• [EXTRACTED INFORMATION]:
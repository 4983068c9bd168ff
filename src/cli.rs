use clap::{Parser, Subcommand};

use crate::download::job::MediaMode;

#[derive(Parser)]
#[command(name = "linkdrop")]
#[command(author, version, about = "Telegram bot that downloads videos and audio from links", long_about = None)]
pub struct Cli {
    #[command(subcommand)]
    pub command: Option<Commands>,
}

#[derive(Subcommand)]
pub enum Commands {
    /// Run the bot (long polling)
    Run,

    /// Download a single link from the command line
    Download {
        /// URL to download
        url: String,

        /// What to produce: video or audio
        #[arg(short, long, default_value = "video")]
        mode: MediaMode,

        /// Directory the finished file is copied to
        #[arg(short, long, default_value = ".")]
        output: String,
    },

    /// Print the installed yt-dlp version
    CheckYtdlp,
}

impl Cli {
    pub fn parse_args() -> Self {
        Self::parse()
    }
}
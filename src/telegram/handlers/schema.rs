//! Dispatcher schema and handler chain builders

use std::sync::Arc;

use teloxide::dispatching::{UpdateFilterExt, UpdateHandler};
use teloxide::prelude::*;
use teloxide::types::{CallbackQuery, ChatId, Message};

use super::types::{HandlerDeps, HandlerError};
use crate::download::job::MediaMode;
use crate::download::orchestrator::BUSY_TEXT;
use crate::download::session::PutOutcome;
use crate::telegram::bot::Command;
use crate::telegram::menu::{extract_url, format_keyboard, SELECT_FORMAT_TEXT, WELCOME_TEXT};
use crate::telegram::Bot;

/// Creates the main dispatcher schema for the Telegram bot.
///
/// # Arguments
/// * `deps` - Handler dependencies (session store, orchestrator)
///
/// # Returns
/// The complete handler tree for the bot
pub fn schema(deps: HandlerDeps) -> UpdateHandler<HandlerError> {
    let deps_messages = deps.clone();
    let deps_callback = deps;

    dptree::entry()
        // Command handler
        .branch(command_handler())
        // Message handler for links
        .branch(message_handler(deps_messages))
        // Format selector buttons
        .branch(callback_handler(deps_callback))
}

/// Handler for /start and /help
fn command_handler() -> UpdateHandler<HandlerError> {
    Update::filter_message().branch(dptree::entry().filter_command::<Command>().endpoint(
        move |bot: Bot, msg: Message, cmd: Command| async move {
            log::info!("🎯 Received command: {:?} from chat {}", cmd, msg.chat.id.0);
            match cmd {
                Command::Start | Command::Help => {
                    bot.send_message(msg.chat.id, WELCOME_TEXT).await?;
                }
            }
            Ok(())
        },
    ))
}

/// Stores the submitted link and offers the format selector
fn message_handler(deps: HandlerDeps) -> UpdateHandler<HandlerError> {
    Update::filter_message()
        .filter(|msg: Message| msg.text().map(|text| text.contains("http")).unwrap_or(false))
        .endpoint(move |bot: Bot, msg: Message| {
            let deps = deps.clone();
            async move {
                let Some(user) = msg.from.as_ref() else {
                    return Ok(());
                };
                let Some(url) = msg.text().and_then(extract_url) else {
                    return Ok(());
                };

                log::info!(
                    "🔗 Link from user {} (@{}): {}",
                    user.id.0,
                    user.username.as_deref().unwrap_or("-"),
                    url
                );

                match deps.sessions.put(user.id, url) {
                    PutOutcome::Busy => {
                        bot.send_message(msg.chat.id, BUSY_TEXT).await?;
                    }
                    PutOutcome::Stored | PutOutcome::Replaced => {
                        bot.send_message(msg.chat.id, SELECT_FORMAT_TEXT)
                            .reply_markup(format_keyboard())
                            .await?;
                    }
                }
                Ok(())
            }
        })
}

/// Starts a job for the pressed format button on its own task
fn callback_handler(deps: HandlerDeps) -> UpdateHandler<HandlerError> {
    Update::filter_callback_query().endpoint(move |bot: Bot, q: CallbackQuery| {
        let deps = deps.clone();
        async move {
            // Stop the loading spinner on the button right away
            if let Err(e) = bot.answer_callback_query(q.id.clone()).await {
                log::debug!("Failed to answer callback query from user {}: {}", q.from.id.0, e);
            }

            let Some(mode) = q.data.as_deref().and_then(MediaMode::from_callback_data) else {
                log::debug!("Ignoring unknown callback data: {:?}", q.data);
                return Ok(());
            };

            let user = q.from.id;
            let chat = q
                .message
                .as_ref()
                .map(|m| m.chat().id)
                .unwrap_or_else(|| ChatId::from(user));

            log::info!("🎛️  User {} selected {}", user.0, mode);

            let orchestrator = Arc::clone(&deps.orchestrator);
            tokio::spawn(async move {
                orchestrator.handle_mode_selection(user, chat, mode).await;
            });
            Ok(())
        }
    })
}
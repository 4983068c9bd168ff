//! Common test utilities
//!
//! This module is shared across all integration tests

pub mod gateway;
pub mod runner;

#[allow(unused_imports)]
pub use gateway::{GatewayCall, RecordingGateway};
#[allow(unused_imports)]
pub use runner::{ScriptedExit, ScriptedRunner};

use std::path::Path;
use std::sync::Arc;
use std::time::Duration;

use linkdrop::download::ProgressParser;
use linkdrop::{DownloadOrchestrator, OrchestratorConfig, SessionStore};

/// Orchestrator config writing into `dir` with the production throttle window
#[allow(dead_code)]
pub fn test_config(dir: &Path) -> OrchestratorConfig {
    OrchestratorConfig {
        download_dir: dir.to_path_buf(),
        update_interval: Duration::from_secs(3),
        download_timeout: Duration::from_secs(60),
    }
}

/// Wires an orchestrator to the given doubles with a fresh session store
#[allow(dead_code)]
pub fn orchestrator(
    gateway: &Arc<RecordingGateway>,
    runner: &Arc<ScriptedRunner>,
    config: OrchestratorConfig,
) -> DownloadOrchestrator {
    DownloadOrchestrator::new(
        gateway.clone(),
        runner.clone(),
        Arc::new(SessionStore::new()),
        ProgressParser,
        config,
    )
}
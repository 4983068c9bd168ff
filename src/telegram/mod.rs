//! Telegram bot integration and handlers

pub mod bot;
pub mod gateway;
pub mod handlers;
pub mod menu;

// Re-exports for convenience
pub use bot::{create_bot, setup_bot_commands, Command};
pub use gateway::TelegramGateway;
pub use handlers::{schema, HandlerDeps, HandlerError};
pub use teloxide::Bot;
...
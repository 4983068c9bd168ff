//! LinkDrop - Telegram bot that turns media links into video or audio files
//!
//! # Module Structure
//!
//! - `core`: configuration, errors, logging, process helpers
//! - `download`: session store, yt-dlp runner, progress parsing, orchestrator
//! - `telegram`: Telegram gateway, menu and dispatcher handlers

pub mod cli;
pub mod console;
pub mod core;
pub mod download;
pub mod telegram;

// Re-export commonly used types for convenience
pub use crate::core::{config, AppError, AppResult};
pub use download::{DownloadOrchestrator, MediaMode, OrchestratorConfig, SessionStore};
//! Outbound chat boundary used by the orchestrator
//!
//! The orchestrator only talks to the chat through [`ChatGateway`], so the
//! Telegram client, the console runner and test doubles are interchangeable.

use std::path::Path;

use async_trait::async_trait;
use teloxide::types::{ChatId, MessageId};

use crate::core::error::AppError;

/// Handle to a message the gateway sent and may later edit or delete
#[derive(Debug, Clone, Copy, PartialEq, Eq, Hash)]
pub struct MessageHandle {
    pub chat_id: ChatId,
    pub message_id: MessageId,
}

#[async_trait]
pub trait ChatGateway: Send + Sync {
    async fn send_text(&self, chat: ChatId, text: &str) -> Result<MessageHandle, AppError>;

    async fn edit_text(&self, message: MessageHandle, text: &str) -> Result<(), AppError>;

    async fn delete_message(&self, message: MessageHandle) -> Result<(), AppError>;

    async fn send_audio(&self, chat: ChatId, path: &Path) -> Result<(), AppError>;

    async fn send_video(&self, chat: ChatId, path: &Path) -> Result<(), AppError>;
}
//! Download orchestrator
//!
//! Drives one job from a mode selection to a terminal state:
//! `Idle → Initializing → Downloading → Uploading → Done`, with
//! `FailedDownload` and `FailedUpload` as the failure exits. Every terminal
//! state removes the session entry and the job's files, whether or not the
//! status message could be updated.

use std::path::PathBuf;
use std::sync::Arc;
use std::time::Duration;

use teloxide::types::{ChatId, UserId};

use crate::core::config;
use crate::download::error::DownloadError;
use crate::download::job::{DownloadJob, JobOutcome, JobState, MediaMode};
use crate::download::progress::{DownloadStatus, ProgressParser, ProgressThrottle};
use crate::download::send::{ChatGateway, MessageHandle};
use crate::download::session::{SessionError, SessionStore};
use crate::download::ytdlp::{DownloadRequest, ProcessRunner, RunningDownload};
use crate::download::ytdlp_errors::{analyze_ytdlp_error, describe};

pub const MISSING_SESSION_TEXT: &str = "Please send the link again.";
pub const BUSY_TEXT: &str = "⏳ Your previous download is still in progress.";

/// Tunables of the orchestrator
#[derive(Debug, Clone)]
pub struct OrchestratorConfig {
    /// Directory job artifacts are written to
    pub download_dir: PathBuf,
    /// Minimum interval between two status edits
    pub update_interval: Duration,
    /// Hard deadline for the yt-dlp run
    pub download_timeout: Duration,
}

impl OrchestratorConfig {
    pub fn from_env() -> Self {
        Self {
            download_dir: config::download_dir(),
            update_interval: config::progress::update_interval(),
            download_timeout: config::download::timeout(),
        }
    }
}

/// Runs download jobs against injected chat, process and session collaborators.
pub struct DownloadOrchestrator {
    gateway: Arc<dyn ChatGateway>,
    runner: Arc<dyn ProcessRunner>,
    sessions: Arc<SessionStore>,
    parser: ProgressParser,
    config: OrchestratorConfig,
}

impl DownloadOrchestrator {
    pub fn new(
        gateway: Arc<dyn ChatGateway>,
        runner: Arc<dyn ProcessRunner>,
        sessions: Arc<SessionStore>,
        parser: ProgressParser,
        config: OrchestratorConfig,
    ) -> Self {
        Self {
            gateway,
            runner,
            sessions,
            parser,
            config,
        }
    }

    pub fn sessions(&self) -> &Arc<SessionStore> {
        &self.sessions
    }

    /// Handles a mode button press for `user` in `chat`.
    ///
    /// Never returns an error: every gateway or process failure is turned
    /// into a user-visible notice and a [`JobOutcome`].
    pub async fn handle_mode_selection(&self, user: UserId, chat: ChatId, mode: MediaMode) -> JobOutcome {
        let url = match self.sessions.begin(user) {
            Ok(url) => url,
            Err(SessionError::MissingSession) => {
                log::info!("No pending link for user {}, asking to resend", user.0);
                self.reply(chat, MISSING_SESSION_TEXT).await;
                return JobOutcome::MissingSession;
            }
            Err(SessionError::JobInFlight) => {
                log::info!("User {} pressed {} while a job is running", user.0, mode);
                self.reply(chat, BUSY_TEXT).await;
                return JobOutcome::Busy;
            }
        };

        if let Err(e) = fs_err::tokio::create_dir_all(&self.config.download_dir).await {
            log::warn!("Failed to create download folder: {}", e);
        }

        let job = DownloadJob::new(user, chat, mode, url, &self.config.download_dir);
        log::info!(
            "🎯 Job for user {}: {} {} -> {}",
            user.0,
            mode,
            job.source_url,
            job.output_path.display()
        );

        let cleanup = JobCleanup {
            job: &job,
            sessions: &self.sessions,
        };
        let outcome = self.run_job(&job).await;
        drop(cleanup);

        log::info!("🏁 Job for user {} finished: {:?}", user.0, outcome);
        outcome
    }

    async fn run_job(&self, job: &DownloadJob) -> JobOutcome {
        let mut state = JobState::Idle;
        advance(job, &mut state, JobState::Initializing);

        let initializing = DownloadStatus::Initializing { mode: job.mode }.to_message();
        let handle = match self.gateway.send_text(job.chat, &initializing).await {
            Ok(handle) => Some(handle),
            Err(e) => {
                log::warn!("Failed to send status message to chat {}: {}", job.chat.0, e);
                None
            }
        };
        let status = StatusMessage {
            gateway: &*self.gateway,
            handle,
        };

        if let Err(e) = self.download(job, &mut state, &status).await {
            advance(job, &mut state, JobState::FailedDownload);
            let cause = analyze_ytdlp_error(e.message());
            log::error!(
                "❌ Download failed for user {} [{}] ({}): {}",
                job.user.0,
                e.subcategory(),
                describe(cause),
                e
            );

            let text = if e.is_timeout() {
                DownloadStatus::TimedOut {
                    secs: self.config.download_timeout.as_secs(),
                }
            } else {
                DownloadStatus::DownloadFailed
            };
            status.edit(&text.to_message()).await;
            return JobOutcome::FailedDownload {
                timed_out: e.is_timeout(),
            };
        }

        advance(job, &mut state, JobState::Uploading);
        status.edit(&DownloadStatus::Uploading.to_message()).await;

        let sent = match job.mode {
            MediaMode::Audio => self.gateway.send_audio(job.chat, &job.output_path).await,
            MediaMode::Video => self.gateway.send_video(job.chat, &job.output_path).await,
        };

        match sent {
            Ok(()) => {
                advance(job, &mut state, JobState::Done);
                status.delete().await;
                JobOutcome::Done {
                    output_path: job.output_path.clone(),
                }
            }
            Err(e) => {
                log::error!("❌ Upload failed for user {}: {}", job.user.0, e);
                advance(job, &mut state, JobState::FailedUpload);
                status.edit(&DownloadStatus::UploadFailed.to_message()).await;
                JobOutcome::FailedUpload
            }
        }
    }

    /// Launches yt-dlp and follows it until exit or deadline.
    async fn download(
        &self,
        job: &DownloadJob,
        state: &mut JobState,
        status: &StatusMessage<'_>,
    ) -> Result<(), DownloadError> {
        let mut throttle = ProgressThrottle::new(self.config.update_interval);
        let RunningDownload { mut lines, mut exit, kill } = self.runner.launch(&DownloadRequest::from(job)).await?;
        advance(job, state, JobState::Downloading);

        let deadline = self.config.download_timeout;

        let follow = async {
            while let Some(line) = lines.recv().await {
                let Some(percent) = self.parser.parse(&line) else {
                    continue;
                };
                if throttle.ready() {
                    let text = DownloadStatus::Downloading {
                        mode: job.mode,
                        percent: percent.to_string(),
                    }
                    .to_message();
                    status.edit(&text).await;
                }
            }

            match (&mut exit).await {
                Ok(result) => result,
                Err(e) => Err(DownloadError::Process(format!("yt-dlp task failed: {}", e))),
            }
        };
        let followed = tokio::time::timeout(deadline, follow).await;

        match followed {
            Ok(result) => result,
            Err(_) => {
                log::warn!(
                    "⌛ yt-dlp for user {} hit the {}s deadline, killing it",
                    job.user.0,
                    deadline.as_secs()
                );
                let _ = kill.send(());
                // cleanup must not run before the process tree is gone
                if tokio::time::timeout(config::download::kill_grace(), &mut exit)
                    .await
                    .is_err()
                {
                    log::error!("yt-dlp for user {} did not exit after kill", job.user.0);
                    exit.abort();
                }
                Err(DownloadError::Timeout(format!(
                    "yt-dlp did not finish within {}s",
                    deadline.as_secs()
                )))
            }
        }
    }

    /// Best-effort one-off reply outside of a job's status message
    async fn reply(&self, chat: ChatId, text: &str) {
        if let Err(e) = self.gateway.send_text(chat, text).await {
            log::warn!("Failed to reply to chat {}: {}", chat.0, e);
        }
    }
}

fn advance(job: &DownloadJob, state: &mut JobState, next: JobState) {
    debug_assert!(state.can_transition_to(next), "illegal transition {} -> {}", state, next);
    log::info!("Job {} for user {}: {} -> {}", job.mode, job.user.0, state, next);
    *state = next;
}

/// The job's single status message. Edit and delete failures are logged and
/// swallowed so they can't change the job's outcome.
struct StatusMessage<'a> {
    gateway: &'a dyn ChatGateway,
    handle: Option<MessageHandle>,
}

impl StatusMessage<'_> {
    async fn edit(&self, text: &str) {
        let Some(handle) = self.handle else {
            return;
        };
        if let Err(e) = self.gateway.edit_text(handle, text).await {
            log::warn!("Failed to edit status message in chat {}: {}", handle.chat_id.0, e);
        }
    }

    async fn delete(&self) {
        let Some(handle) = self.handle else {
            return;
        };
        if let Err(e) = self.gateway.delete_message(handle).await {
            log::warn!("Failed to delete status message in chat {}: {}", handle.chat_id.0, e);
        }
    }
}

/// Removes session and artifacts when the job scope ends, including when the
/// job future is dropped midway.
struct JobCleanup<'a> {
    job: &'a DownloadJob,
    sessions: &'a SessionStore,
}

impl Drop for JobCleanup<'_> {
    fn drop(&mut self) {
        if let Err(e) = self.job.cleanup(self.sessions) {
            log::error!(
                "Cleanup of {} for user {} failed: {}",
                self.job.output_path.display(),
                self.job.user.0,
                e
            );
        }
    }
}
---
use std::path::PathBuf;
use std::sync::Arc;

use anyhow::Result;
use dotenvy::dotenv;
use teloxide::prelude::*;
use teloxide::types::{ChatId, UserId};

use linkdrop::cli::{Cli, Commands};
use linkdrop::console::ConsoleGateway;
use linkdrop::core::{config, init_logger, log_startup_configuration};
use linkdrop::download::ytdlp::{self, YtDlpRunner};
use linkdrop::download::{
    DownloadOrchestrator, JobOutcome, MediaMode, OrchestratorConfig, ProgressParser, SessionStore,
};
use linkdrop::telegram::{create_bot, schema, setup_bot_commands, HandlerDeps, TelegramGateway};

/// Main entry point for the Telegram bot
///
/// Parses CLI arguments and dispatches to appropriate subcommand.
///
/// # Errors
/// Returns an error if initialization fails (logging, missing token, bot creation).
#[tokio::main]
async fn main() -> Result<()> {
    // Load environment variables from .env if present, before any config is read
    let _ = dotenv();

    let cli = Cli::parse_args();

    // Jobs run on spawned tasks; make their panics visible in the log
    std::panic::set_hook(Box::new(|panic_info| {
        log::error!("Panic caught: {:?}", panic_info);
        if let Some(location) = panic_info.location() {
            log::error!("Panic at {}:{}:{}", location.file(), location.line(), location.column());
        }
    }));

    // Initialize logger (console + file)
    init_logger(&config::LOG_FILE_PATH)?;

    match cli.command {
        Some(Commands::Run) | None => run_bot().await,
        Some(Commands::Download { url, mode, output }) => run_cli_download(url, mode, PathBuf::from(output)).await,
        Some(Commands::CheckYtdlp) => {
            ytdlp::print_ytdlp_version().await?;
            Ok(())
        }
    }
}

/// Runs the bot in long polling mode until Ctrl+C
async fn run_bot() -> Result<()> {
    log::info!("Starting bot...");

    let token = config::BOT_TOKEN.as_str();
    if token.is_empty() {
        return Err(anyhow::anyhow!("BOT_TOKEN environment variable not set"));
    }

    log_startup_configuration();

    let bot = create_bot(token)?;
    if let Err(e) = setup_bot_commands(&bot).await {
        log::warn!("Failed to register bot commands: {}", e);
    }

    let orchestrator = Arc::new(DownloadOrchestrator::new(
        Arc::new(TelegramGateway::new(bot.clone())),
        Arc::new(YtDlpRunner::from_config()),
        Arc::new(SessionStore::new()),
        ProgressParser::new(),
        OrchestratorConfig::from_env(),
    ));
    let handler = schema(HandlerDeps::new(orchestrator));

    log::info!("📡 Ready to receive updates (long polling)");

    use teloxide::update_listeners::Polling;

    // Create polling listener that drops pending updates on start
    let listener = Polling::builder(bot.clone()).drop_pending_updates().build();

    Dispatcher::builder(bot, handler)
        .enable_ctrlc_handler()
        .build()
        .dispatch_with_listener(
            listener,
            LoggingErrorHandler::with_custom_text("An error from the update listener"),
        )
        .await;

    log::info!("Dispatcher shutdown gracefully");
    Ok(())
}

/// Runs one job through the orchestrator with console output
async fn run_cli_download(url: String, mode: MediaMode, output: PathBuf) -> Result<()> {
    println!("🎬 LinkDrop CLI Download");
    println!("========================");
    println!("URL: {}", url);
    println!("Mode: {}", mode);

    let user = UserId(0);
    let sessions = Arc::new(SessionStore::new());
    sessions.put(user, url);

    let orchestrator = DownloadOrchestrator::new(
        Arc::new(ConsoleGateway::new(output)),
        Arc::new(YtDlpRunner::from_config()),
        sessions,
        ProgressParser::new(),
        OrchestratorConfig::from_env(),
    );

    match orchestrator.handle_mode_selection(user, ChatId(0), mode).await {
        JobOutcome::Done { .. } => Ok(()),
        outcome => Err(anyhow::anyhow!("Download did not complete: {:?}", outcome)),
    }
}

• [PROMPT]: In the entries above, find each line that includes the string "UserId" and copy it.

• [RESPONSE BOX]:
use teloxide::types::{ChatId, UserId};
    pub async fn handle_mode_selection(&self, user: UserId, chat: ChatId, mode: MediaMode) -> JobOutcome {
use teloxide::types::{ChatId, UserId};
    let user = UserId(0);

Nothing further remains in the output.